Earlier this month, HBO announced that its long-running news magazine “Real Sports” would be canceled after the current season. Also canceled this month: HBO’s “Winning Time,” the scripted series about the LA Lakers’ transformation in the 1980s under the PT Barnum-esque leadership of Jerry Buss.

When it comes to sports, HBO is turning away from long-form journalism and scripted efforts and instead adding a sports layer to its streaming platform. For an additional $9.99 per month, Max subscribers get access to professional basketball, baseball and hockey games, as well as the NCAA March Madness tournament.

I have no doubt that this is a worthwhile expense for fans who have a vested interest in specific leagues or teams. But it also feels like HBO — and HBO isn’t alone in this — is failing the casual sports viewer.
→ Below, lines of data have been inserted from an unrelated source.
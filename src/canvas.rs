use crate::font::FontKey;
use crate::types::{Color, Pt, Size};

/// Drawing operations in page space: origin top-left, y grows downward, units are points.
#[derive(Debug, Clone, PartialEq)]
pub enum Command {
    // Non-rendered metadata used for page-aware reporting. Ignored by the rasterizer.
    Meta {
        key: String,
        value: String,
    },
    SetFillColor(Color),
    SetStrokeColor(Color),
    SetLineWidth(Pt),
    SetFont {
        key: FontKey,
        size: Pt,
    },
    FillRect {
        x: Pt,
        y: Pt,
        width: Pt,
        height: Pt,
        radius: Pt,
    },
    StrokeLine {
        x1: Pt,
        y1: Pt,
        x2: Pt,
        y2: Pt,
    },
    StrokeRect {
        x: Pt,
        y: Pt,
        width: Pt,
        height: Pt,
        radius: Pt,
    },
    /// `y` is the baseline.
    DrawString {
        x: Pt,
        y: Pt,
        text: String,
    },
}

#[derive(Debug, Clone, Default, PartialEq)]
pub struct Page {
    pub commands: Vec<Command>,
}

impl Page {
    pub fn meta(&self, key: &str) -> impl Iterator<Item = &str> {
        self.commands.iter().filter_map(move |cmd| match cmd {
            Command::Meta { key: k, value } if k == key => Some(value.as_str()),
            _ => None,
        })
    }

    pub fn text_runs(&self) -> impl Iterator<Item = &str> {
        self.commands.iter().filter_map(|cmd| match cmd {
            Command::DrawString { text, .. } => Some(text.as_str()),
            _ => None,
        })
    }
}

#[derive(Debug, Clone, PartialEq)]
pub struct Document {
    pub page_size: Size,
    pub pages: Vec<Page>,
}

#[derive(Debug, Clone)]
struct GraphicsState {
    fill_color: Color,
    stroke_color: Color,
    line_width: Pt,
    font: Option<(FontKey, Pt)>,
}

impl Default for GraphicsState {
    fn default() -> Self {
        Self {
            fill_color: Color::BLACK,
            stroke_color: Color::BLACK,
            line_width: Pt::from_f32(1.0),
            font: None,
        }
    }
}

pub struct Canvas {
    page_size: Size,
    pages: Vec<Page>,
    current: Page,
    current_state: GraphicsState,
}

impl Canvas {
    pub fn new(page_size: Size) -> Self {
        Self {
            page_size,
            pages: Vec::new(),
            current: Page::default(),
            current_state: GraphicsState::default(),
        }
    }

    pub fn page_size(&self) -> Size {
        self.page_size
    }

    pub fn page_count(&self) -> usize {
        self.pages.len()
    }

    pub fn meta(&mut self, key: impl Into<String>, value: impl Into<String>) {
        self.current.commands.push(Command::Meta {
            key: key.into(),
            value: value.into(),
        });
    }

    pub fn set_fill_color(&mut self, color: Color) {
        if self.current_state.fill_color == color {
            return;
        }
        self.current_state.fill_color = color;
        self.current.commands.push(Command::SetFillColor(color));
    }

    pub fn set_stroke_color(&mut self, color: Color) {
        if self.current_state.stroke_color == color {
            return;
        }
        self.current_state.stroke_color = color;
        self.current.commands.push(Command::SetStrokeColor(color));
    }

    pub fn set_line_width(&mut self, width: Pt) {
        let width = width.max(Pt::ZERO);
        if self.current_state.line_width == width {
            return;
        }
        self.current_state.line_width = width;
        self.current.commands.push(Command::SetLineWidth(width));
    }

    pub fn set_font(&mut self, key: FontKey, size: Pt) {
        if self.current_state.font == Some((key, size)) {
            return;
        }
        self.current_state.font = Some((key, size));
        self.current.commands.push(Command::SetFont { key, size });
    }

    pub fn fill_rect(&mut self, x: Pt, y: Pt, width: Pt, height: Pt, radius: Pt) {
        self.current.commands.push(Command::FillRect {
            x,
            y,
            width,
            height,
            radius,
        });
    }

    pub fn stroke_rect(&mut self, x: Pt, y: Pt, width: Pt, height: Pt, radius: Pt) {
        self.current.commands.push(Command::StrokeRect {
            x,
            y,
            width,
            height,
            radius,
        });
    }

    pub fn line(&mut self, x1: Pt, y1: Pt, x2: Pt, y2: Pt) {
        self.current
            .commands
            .push(Command::StrokeLine { x1, y1, x2, y2 });
    }

    pub fn draw_string(&mut self, x: Pt, y: Pt, text: impl Into<String>) {
        let text = text.into();
        if text.is_empty() {
            return;
        }
        self.current
            .commands
            .push(Command::DrawString { x, y, text });
    }

    pub fn is_current_empty(&self) -> bool {
        self.current.commands.is_empty()
    }

    pub fn current_command_count(&self) -> usize {
        self.current.commands.len()
    }

    pub fn discard_current(&mut self) {
        self.current.commands.clear();
        self.current_state = GraphicsState::default();
    }

    pub fn show_page(&mut self) {
        let page = std::mem::take(&mut self.current);
        self.pages.push(page);
        self.current_state = GraphicsState::default();
    }

    pub fn finish(mut self) -> Document {
        if !self.current.commands.is_empty() || self.pages.is_empty() {
            self.show_page();
        }
        Document {
            page_size: self.page_size,
            pages: self.pages,
        }
    }
}

#[cfg(test)]
mod tests {
    use super::*;
    use crate::style::FontFamily;

    #[test]
    fn redundant_state_changes_are_elided() {
        let mut canvas = Canvas::new(Size::a4());
        canvas.set_fill_color(Color::hex(0xdc2626));
        canvas.set_fill_color(Color::hex(0xdc2626));
        let key = FontKey::new(FontFamily::Sans, 400, false);
        canvas.set_font(key, Pt::from_f32(9.0));
        canvas.set_font(key, Pt::from_f32(9.0));
        canvas.draw_string(Pt::ZERO, Pt::ZERO, "");
        let doc = canvas.finish();
        assert_eq!(doc.pages.len(), 1);
        assert_eq!(doc.pages[0].commands.len(), 2);
    }

    #[test]
    fn show_page_resets_state() {
        let mut canvas = Canvas::new(Size::a4());
        canvas.set_fill_color(Color::WHITE);
        canvas.show_page();
        canvas.set_fill_color(Color::WHITE);
        canvas.meta("page", "2");
        let doc = canvas.finish();
        assert_eq!(doc.pages.len(), 2);
        assert_eq!(doc.pages[1].commands[0], Command::SetFillColor(Color::WHITE));
        assert_eq!(doc.pages[1].meta("page").collect::<Vec<_>>(), vec!["2"]);
    }

    #[test]
    fn finishing_an_unused_canvas_yields_one_blank_page() {
        let doc = Canvas::new(Size::a4()).finish();
        assert_eq!(doc.pages.len(), 1);
        assert!(doc.pages[0].commands.is_empty());
    }
}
I wondered how a show like Real Sports managed to last so long. The “60 Minutes”-style reporting style — stiff and devoid of complexity — has felt dated for most of its 29 years. There was recently an episode about dogs and sports. I’m going to look at everything about dogs. And yet it felt like the show had actually run out of energy, ending with host Bryant Gumbel and the show’s correspondents sitting in the studio with their dogs, awkwardly talking about why they all like…dogs. Their stilted back and forth had the sound of aliens trying to approximate human conversation. So no, I’m not shedding a tear over the ending of “Real Sports.”

But it was one of the last remaining shows to recognize that sports stories were compelling. And it was aimed at a general audience rather than hardcore fans looking for endless expertise.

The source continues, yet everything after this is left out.